Education Minister Dustin Duncan also criticized the federal government’s role in the agreement.
“Because we’re essentially running a child-care system and have a federal government that doesn’t run child care insert[ing] themselves into this area … we’re trying to reconfigure the plane while it’s still in the air,” he said.
“This has caused some challenges along the way.”
But Beck maintained implementing the federal-provincial agreement three years ahead of schedule is ultimately bad for the economy.
“Pushing part-time parents out of child-care spaces that don’t exist is going to force more people, mostly women … out of their jobs,” she said.
Meara Conway, the NDP’s child care and early learning critic, said the province may not have intended to cause child-care issues, but they could have been avoided if the government consulted with providers before the announcement.
“Unless this government starts listening … [child-care providers] may be forced to reduce the total number of kids they can care for, which means more families will be scrambling over fewer spaces,” said Conway.
More facilities, better wages needed: director
Brittany Pelletier, a home-care provider in Saskatoon, told reporters at the legislature Tuesday afternoon that the child-care agreement means that as of July 1, there will no longer be subsidized fees for drop-in and part-time child-care spaces.
“Not only is this resulting in a loss of income for providers, but this will affect our ability to provide accessible care to more families who were utilizing part-time and drop-in spaces,” she said, adding the change will cost her nearly $500 a month.

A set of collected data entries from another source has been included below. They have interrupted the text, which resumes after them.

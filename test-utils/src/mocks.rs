//! Mock collaborators for session manager tests.
//!
//! Every mock records what it was asked to do so tests can assert on login
//! counts, renew/revoke calls and scheduled delays.
//!
//! `ManualScheduler` keeps its queue behind a std mutex because
//! [`TaskScheduler::schedule`] is synchronous.

use async_trait::async_trait;
use reqwest::{Method, header::HeaderMap};
use serde_json::Value;
use std::{
    collections::{HashMap, VecDeque},
    sync::{
        Arc, Mutex, MutexGuard, PoisonError,
        atomic::{AtomicUsize, Ordering},
    },
    time::Duration,
};
use tokio::{sync::RwLock, time::Instant};
use vault_session::{
    ClientAuthentication, ScheduledTask, Task, TaskScheduler, Trigger, TriggerContext, VaultError,
    VaultResult, VaultToken, VaultTransport, transport::VAULT_TOKEN_HEADER,
};

fn lock<T>(mutex: &Mutex<T>) -> MutexGuard<'_, T> {
    mutex.lock().unwrap_or_else(PoisonError::into_inner)
}

/// Mock login strategy.
///
/// Returns scripted results first; afterwards it issues login tokens named
/// `t1`, `t2`, ... after the login number.
#[derive(Debug)]
pub struct MockAuthentication {
    scripted: Arc<RwLock<VecDeque<Result<VaultToken, String>>>>,
    lease: Duration,
    renewable: bool,
    delay: Duration,
    logins: AtomicUsize,
}

impl MockAuthentication {
    /// Issue login tokens with the given lease and renewability.
    #[must_use]
    pub fn new(lease: Duration, renewable: bool) -> Self {
        Self {
            scripted: Arc::new(RwLock::new(VecDeque::new())),
            lease,
            renewable,
            delay: Duration::ZERO,
            logins: AtomicUsize::new(0),
        }
    }

    /// Issue renewable login tokens with the given lease.
    #[must_use]
    pub fn renewable(lease: Duration) -> Self {
        Self::new(lease, true)
    }

    /// Sleep this long inside every login exchange.
    #[must_use]
    pub const fn with_delay(mut self, delay: Duration) -> Self {
        self.delay = delay;
        self
    }

    /// Return `token` from the next login.
    pub async fn push_token(&self, token: VaultToken) {
        self.scripted.write().await.push_back(Ok(token));
    }

    /// Fail the next login with an unavailable error.
    pub async fn push_failure(&self, message: impl Into<String>) {
        self.scripted.write().await.push_back(Err(message.into()));
    }

    /// Number of login exchanges performed.
    #[must_use]
    pub fn login_count(&self) -> usize {
        self.logins.load(Ordering::SeqCst)
    }
}

#[async_trait]
impl ClientAuthentication for MockAuthentication {
    async fn login(&self) -> VaultResult<VaultToken> {
        let number = self.logins.fetch_add(1, Ordering::SeqCst) + 1;
        if !self.delay.is_zero() {
            tokio::time::sleep(self.delay).await;
        }

        let scripted = self.scripted.write().await.pop_front();
        match scripted {
            Some(Ok(token)) => Ok(token),
            Some(Err(message)) => Err(VaultError::unavailable(message)),
            None => Ok(VaultToken::login(
                format!("t{number}"),
                self.lease,
                self.renewable,
            )),
        }
    }
}

/// Scripted answer of [`MockTransport`].
#[derive(Debug, Clone)]
pub enum MockResponse {
    /// Success with a JSON body
    Ok(Value),
    /// Vault status error
    Status(u16, String),
    /// Transport failure
    Unavailable(String),
}

impl MockResponse {
    fn into_result(self) -> VaultResult<Value> {
        match self {
            Self::Ok(body) => Ok(body),
            Self::Status(status, message) => Err(VaultError::status_error(status, message)),
            Self::Unavailable(message) => Err(VaultError::unavailable(message)),
        }
    }
}

/// A request seen by [`MockTransport`].
#[derive(Debug, Clone)]
pub struct RecordedCall {
    /// HTTP method
    pub method: Method,
    /// Path relative to `/v1/`
    pub path: String,
    /// Value of the `X-Vault-Token` header
    pub token: Option<String>,
    /// JSON body
    pub body: Option<Value>,
}

/// Mock Vault transport answering per path from a script; unscripted calls
/// succeed with `null`.
#[derive(Debug, Default)]
pub struct MockTransport {
    responses: Arc<RwLock<HashMap<String, VecDeque<MockResponse>>>>,
    calls: Arc<RwLock<Vec<RecordedCall>>>,
    delay: Duration,
}

impl MockTransport {
    /// Create a transport where every call succeeds.
    #[must_use]
    pub fn new() -> Self {
        Self::default()
    }

    /// Sleep this long inside every request.
    #[must_use]
    pub const fn with_delay(mut self, delay: Duration) -> Self {
        self.delay = delay;
        self
    }

    /// Queue the answer for the next request to `path`.
    pub async fn push_response(&self, path: &str, response: MockResponse) {
        self.responses
            .write()
            .await
            .entry(path.to_string())
            .or_default()
            .push_back(response);
    }

    /// All recorded requests in order.
    #[must_use]
    pub async fn calls(&self) -> Vec<RecordedCall> {
        self.calls.read().await.clone()
    }

    /// Number of requests made to `path`.
    #[must_use]
    pub async fn calls_to(&self, path: &str) -> usize {
        self.calls
            .read()
            .await
            .iter()
            .filter(|c| c.path == path)
            .count()
    }
}

#[async_trait]
impl VaultTransport for MockTransport {
    async fn request(
        &self,
        method: Method,
        path: &str,
        headers: HeaderMap,
        body: Option<Value>,
    ) -> VaultResult<Value> {
        self.calls.write().await.push(RecordedCall {
            method,
            path: path.to_string(),
            token: headers
                .get(VAULT_TOKEN_HEADER)
                .and_then(|v| v.to_str().ok())
                .map(String::from),
            body,
        });

        if !self.delay.is_zero() {
            tokio::time::sleep(self.delay).await;
        }

        let scripted = self
            .responses
            .write()
            .await
            .get_mut(path)
            .and_then(VecDeque::pop_front);
        scripted.map_or(Ok(Value::Null), MockResponse::into_result)
    }
}

struct Entry {
    task: Task,
    trigger: Arc<dyn Trigger>,
    at: Instant,
    context: TriggerContext,
    handle: ScheduledTask,
}

/// Scheduler that only runs tasks when the test asks it to.
///
/// Honours the trigger protocol: after each run the trigger is asked again
/// and the task is re-queued if it answers with a time.
#[derive(Default)]
pub struct ManualScheduler {
    entries: Mutex<Vec<Entry>>,
    delays: Mutex<Vec<Duration>>,
    ignore_cancellation: bool,
}

impl ManualScheduler {
    /// Create an empty scheduler.
    #[must_use]
    pub fn new() -> Self {
        Self::default()
    }

    /// Create a scheduler that records cancellation but still runs
    /// cancelled tasks, like a scheduler without cancellation support.
    #[must_use]
    pub fn ignoring_cancellation() -> Self {
        Self {
            ignore_cancellation: true,
            ..Self::default()
        }
    }

    /// Delays requested by every `schedule` call, in order.
    #[must_use]
    pub fn delays(&self) -> Vec<Duration> {
        lock(&self.delays).clone()
    }

    /// Number of `schedule` calls that produced an execution time.
    #[must_use]
    pub fn scheduled_count(&self) -> usize {
        lock(&self.delays).len()
    }

    /// Queued executions that will still run.
    #[must_use]
    pub fn pending(&self) -> usize {
        lock(&self.entries)
            .iter()
            .filter(|e| self.ignore_cancellation || !e.handle.is_cancelled())
            .count()
    }

    /// Queued executions whose handle was cancelled.
    #[must_use]
    pub fn cancelled(&self) -> usize {
        lock(&self.entries)
            .iter()
            .filter(|e| e.handle.is_cancelled())
            .count()
    }

    /// Run the earliest queued execution that will still run.
    ///
    /// Returns `false` when nothing was left to run.
    pub async fn run_next(&self) -> bool {
        let next = {
            let mut entries = lock(&self.entries);
            if !self.ignore_cancellation {
                entries.retain(|e| !e.handle.is_cancelled());
            }
            let earliest = entries
                .iter()
                .enumerate()
                .min_by_key(|(_, e)| e.at)
                .map(|(index, _)| index);
            earliest.map(|index| entries.remove(index))
        };
        let Some(mut entry) = next else {
            return false;
        };

        (entry.task)().await;

        entry.context.update(entry.at, Instant::now());
        if let Some(at) = entry.trigger.next_execution_time(&entry.context) {
            entry.at = at;
            lock(&self.entries).push(entry);
        }
        true
    }
}

impl TaskScheduler for ManualScheduler {
    fn schedule(&self, task: Task, trigger: Arc<dyn Trigger>) -> ScheduledTask {
        let handle = ScheduledTask::new();
        let now = Instant::now();
        let context = TriggerContext::default();

        if let Some(at) = trigger.next_execution_time(&context) {
            lock(&self.delays).push(at.saturating_duration_since(now));
            lock(&self.entries).push(Entry {
                task,
                trigger,
                at,
                context,
                handle: handle.clone(),
            });
        }
        handle
    }
}

#[cfg(test)]
mod tests {
    use super::*;
    use vault_session::{OneShotTrigger, TaskFuture};

    #[tokio::test]
    async fn test_mock_authentication_sequence() {
        let auth = MockAuthentication::renewable(Duration::from_secs(10));
        auth.push_failure("sealed").await;

        assert!(auth.login().await.is_err());
        let token = auth.login().await.unwrap();
        assert_eq!(token.token(), "t2");
        assert!(token.is_renewable());
        assert_eq!(auth.login_count(), 2);
    }

    #[tokio::test]
    async fn test_mock_transport_script() {
        let transport = MockTransport::new();
        transport
            .push_response("auth/token/renew-self", MockResponse::Status(403, "denied".into()))
            .await;

        let err = transport
            .request(Method::POST, "auth/token/renew-self", HeaderMap::new(), None)
            .await
            .unwrap_err();
        assert!(err.is_client_error());

        let ok = transport
            .request(Method::POST, "auth/token/renew-self", HeaderMap::new(), None)
            .await
            .unwrap();
        assert_eq!(ok, Value::Null);
        assert_eq!(transport.calls_to("auth/token/renew-self").await, 2);
    }

    #[tokio::test(start_paused = true)]
    async fn test_manual_scheduler_one_shot() {
        let runs = Arc::new(AtomicUsize::new(0));
        let counter = Arc::clone(&runs);
        let task: Task = Arc::new(move || -> TaskFuture {
            let counter = Arc::clone(&counter);
            Box::pin(async move {
                counter.fetch_add(1, Ordering::SeqCst);
            })
        });

        let scheduler = ManualScheduler::new();
        scheduler.schedule(task, Arc::new(OneShotTrigger::new(Duration::from_secs(7))));

        assert_eq!(scheduler.delays(), vec![Duration::from_secs(7)]);
        assert_eq!(scheduler.pending(), 1);
        assert!(scheduler.run_next().await);
        assert!(!scheduler.run_next().await);
        assert_eq!(runs.load(Ordering::SeqCst), 1);
    }

    #[tokio::test(start_paused = true)]
    async fn test_manual_scheduler_ignoring_cancellation() {
        let runs = Arc::new(AtomicUsize::new(0));
        let counter = Arc::clone(&runs);
        let task: Task = Arc::new(move || -> TaskFuture {
            let counter = Arc::clone(&counter);
            Box::pin(async move {
                counter.fetch_add(1, Ordering::SeqCst);
            })
        });

        let scheduler = ManualScheduler::ignoring_cancellation();
        let handle = scheduler.schedule(task, Arc::new(OneShotTrigger::new(Duration::from_secs(1))));
        handle.cancel();

        assert_eq!(scheduler.pending(), 1);
        assert_eq!(scheduler.cancelled(), 1);
        assert!(scheduler.run_next().await);
        assert_eq!(runs.load(Ordering::SeqCst), 1);
    }
}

“There is no benefit to offering this service anymore,” Pelletier said.
Nichole Kessel, director of Whitewood Wiggles and Giggles Childcare Centre, is only seven months into operating her business but has already had four employees leave.
Now, she’s in a rush to implement new child-care regulations.
“We tried to ask for an extension, we tried to get them to listen to us, and … no,” said Kessel.
“To change a contract we need a month, and that’s what we expect from families too,” she said.
“But the government is saying all of a sudden in three weeks we have to change how we run our our facilities. It’s not manageable, especially for Moosomin and Carnduff. They have run their facilities forever on an hourly basis. They don’t even know where to start.”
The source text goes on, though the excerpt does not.